[THE TASK]: Output, without alteration, the first line of the entries and each line after it, stopping with the line that contains "ORDER BY created_at DESC".

#### ENTRIES PROVIDED

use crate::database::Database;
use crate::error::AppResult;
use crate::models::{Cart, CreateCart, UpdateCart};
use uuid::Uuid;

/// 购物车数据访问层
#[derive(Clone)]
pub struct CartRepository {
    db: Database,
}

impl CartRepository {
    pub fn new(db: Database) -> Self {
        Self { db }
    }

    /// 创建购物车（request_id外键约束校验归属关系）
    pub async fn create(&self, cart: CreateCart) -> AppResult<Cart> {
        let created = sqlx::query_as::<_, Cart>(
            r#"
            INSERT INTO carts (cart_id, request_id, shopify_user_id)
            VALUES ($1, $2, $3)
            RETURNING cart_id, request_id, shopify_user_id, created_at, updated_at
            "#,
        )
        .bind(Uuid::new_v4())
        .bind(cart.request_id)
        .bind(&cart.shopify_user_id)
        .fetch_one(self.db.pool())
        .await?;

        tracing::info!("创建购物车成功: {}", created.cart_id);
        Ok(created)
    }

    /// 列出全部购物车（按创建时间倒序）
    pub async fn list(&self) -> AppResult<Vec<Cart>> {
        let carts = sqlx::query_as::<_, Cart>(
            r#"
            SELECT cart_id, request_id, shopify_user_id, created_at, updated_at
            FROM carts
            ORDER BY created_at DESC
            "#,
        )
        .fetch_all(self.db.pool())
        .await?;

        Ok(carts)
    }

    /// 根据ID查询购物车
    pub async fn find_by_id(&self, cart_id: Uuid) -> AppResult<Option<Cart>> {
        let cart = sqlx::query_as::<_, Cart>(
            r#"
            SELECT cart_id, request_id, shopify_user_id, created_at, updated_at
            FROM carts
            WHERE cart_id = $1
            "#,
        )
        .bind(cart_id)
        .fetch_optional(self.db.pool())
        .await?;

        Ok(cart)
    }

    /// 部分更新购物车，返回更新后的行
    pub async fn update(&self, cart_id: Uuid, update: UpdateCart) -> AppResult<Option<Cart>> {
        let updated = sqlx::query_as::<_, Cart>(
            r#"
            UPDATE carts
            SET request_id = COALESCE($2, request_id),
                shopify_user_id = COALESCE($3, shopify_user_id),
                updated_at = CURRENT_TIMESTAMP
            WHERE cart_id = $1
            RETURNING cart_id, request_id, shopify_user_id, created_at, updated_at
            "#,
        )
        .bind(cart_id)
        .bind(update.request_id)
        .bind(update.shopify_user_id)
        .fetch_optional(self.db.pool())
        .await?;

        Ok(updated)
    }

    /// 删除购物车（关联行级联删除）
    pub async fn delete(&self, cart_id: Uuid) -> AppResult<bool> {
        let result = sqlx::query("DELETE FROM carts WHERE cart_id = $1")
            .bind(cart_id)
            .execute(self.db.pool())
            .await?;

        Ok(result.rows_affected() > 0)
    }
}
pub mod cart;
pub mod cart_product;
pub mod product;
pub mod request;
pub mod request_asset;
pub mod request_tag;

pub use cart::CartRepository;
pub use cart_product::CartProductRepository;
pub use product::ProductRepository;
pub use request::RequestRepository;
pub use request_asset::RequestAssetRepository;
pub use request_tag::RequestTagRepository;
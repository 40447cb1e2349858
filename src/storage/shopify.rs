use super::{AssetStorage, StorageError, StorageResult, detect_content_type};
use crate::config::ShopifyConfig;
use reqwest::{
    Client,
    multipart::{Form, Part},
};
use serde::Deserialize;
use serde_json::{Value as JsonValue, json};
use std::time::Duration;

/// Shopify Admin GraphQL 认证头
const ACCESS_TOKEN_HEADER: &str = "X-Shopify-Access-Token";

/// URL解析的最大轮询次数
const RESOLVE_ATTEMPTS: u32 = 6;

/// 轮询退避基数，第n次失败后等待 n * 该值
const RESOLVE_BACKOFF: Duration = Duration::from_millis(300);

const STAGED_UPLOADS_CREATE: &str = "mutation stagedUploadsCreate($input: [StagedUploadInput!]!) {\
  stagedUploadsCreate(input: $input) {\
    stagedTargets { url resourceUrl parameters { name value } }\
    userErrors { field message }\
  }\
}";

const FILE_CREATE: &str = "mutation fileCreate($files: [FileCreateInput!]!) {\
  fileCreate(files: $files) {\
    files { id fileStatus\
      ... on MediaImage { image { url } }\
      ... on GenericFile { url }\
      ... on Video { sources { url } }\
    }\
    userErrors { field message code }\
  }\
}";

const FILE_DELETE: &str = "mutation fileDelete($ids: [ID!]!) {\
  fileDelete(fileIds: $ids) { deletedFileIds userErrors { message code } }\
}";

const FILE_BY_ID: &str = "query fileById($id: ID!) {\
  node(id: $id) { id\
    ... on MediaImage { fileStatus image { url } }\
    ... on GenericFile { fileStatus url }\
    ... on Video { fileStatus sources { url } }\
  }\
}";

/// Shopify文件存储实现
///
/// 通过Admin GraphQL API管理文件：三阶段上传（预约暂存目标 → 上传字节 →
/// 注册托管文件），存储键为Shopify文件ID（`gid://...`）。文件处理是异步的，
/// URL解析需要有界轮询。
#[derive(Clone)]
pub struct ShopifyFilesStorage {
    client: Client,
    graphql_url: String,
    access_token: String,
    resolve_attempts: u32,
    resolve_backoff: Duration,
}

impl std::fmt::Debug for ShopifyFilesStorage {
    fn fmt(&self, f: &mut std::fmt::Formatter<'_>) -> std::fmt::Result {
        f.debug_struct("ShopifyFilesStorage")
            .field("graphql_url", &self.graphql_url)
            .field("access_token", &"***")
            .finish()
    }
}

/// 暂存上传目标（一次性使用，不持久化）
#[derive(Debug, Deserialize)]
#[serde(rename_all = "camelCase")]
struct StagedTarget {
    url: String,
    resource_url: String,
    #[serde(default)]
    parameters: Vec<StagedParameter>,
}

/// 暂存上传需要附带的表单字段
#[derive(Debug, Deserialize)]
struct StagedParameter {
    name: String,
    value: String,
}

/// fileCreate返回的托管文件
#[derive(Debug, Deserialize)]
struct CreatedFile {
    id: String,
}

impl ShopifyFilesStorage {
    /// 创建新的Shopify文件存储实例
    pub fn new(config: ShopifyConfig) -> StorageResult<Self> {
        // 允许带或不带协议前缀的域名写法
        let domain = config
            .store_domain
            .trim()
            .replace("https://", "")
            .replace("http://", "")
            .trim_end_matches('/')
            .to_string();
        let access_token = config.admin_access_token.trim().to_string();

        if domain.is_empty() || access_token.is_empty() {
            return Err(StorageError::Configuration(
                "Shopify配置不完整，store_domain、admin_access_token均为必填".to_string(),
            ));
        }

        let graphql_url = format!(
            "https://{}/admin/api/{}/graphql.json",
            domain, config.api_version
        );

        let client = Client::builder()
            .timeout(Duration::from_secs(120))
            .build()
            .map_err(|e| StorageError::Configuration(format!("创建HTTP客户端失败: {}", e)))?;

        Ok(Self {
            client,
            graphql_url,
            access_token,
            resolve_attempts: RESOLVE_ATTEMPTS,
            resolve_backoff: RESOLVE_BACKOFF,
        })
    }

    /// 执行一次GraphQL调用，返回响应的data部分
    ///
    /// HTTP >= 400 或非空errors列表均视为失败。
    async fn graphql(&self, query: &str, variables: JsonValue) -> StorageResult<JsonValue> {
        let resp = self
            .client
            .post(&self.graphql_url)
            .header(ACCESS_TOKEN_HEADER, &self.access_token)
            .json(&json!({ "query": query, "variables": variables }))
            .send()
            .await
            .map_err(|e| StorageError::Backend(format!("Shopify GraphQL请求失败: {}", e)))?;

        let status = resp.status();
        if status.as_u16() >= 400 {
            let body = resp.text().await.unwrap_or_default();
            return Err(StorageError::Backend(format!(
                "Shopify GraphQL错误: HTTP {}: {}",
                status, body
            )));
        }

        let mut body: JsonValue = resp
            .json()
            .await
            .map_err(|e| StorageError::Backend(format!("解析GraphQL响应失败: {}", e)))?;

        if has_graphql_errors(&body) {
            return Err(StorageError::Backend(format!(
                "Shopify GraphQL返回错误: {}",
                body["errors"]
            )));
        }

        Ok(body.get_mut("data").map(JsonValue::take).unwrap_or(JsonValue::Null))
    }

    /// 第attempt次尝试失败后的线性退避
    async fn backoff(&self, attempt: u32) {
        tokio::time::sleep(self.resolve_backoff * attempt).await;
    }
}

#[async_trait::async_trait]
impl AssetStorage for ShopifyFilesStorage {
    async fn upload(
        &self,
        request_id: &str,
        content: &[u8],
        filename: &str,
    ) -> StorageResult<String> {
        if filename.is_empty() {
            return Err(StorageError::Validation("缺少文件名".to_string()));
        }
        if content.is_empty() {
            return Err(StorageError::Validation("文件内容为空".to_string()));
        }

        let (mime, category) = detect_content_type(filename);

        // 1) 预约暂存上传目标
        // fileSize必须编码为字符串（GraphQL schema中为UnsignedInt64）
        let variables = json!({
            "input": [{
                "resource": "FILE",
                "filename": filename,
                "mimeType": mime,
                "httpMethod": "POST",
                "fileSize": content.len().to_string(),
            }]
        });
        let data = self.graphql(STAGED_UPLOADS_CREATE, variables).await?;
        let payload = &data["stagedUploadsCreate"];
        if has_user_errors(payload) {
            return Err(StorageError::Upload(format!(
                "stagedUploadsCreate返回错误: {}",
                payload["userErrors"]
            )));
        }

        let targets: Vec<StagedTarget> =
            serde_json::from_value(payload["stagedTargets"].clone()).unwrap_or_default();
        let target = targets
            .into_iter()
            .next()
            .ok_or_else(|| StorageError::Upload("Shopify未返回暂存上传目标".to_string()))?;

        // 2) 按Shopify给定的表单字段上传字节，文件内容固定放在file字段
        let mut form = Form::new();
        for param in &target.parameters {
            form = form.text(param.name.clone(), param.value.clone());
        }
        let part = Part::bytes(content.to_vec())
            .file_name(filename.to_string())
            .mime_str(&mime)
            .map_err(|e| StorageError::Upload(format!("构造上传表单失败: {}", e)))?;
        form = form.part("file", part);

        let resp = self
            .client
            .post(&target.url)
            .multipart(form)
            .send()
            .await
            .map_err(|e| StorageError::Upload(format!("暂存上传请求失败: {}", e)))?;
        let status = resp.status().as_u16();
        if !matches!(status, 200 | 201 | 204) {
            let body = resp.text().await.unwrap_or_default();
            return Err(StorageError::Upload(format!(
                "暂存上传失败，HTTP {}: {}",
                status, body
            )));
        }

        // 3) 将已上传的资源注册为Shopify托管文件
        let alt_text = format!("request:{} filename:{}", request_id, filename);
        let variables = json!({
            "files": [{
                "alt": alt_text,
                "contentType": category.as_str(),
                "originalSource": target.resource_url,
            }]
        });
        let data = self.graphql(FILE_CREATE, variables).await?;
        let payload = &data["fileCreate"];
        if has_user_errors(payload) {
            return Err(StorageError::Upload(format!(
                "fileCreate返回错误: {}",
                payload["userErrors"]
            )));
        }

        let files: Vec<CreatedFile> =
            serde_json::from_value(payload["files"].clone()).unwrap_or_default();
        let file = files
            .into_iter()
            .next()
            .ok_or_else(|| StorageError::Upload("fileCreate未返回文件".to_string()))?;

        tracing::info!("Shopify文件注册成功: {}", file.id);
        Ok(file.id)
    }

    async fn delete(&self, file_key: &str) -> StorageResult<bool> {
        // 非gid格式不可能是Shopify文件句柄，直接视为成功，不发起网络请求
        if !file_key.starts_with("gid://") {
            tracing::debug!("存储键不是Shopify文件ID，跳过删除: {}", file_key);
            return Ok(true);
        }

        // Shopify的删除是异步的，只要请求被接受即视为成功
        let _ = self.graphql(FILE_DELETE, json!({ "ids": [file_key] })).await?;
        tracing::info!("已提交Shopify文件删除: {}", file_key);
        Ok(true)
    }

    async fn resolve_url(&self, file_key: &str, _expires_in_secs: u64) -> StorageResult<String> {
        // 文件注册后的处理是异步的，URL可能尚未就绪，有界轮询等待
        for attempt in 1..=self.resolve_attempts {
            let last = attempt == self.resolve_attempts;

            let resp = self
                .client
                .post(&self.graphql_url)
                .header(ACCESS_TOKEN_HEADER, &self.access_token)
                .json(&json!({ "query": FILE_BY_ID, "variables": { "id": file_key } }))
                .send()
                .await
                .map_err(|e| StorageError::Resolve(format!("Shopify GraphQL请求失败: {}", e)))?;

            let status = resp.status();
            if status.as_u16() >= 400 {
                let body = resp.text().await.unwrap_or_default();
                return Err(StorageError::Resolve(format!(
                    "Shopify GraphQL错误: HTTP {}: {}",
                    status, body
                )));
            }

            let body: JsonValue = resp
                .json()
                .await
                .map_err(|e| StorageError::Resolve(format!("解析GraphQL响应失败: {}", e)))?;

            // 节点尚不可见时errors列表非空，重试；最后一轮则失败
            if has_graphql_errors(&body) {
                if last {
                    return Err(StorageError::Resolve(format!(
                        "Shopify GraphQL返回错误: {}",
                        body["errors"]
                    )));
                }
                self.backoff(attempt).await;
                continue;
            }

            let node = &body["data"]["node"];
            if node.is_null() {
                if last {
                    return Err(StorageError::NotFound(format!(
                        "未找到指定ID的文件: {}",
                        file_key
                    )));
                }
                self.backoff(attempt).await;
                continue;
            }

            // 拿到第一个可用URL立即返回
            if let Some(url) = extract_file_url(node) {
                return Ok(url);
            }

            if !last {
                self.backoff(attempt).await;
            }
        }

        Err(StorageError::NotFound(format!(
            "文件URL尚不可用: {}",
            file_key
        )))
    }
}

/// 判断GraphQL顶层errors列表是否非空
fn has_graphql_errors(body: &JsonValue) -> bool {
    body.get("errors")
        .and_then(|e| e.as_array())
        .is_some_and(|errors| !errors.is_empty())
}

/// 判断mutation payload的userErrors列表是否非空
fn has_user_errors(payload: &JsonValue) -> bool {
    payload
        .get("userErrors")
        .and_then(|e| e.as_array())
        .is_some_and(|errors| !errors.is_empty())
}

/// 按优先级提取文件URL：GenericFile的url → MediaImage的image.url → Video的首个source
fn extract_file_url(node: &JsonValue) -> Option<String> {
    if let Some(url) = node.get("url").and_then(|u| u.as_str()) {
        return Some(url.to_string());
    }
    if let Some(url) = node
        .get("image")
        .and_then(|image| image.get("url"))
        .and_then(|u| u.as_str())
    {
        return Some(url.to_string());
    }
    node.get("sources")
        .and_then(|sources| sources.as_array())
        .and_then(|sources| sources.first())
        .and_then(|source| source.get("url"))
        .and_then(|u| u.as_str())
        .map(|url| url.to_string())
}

########

[WRITTEN SOLUTION]:
use crate::database::Database;
use crate::error::AppResult;
use crate::models::{Cart, CreateCart, UpdateCart};
use uuid::Uuid;

/// 购物车数据访问层
#[derive(Clone)]
pub struct CartRepository {
    db: Database,
}

impl CartRepository {
    pub fn new(db: Database) -> Self {
        Self { db }
    }

    /// 创建购物车（request_id外键约束校验归属关系）
    pub async fn create(&self, cart: CreateCart) -> AppResult<Cart> {
        let created = sqlx::query_as::<_, Cart>(
            r#"
            INSERT INTO carts (cart_id, request_id, shopify_user_id)
            VALUES ($1, $2, $3)
            RETURNING cart_id, request_id, shopify_user_id, created_at, updated_at
            "#,
        )
        .bind(Uuid::new_v4())
        .bind(cart.request_id)
        .bind(&cart.shopify_user_id)
        .fetch_one(self.db.pool())
        .await?;

        tracing::info!("创建购物车成功: {}", created.cart_id);
        Ok(created)
    }

    /// 列出全部购物车（按创建时间倒序）
    pub async fn list(&self) -> AppResult<Vec<Cart>> {
        let carts = sqlx::query_as::<_, Cart>(
            r#"
            SELECT cart_id, request_id, shopify_user_id, created_at, updated_at
            FROM carts
            ORDER BY created_at DESC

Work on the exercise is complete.